**PROBLEM TO WORK ON**.
Return each entry exactly, with none missing.

(Saved entries)
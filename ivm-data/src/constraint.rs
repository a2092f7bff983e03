use serde::{Deserialize, Serialize};

use crate::row::Row;
use crate::value::Value;

/// An equality predicate `column = value`, used to scope a `fetch`/`cleanup`
/// call (spec §3, §6).
#[derive(Clone, Debug, PartialEq, Eq, Serialize, Deserialize)]
pub struct Constraint {
    pub column: String,
    pub value: Value,
}

impl Constraint {
    pub fn new(column: impl Into<String>, value: impl Into<Value>) -> Self {
        Constraint {
            column: column.into(),
            value: value.into(),
        }
    }

    pub fn matches(&self, row: &Row) -> bool {
        row.get(&self.column) == Some(&self.value)
    }
}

**OUTPUT FOR THIS EXERCISE**.
filename ivm-data/src/constraint.rs
repository a2092f7bff983e03
use serde::{Deserialize, Serialize};

use crate::row::Row;
use crate::value::Value;

/// An equality predicate `column = value`, used to scope a `fetch`/`cleanup`
/// call (spec §3, §6).
#[derive(Clone, Debug, PartialEq, Eq, Serialize, Deserialize)]
pub struct Constraint {
    pub column: String,
    pub value: Value,
}

impl Constraint {
    pub fn new(column: impl Into<String>, value: impl Into<Value>) -> Self {
        Constraint {
            column: column.into(),
            value: value.into(),
        }
    }

    pub fn matches(&self, row: &Row) -> bool {
        row.get(&self.column) == Some(&self.value)
    }
}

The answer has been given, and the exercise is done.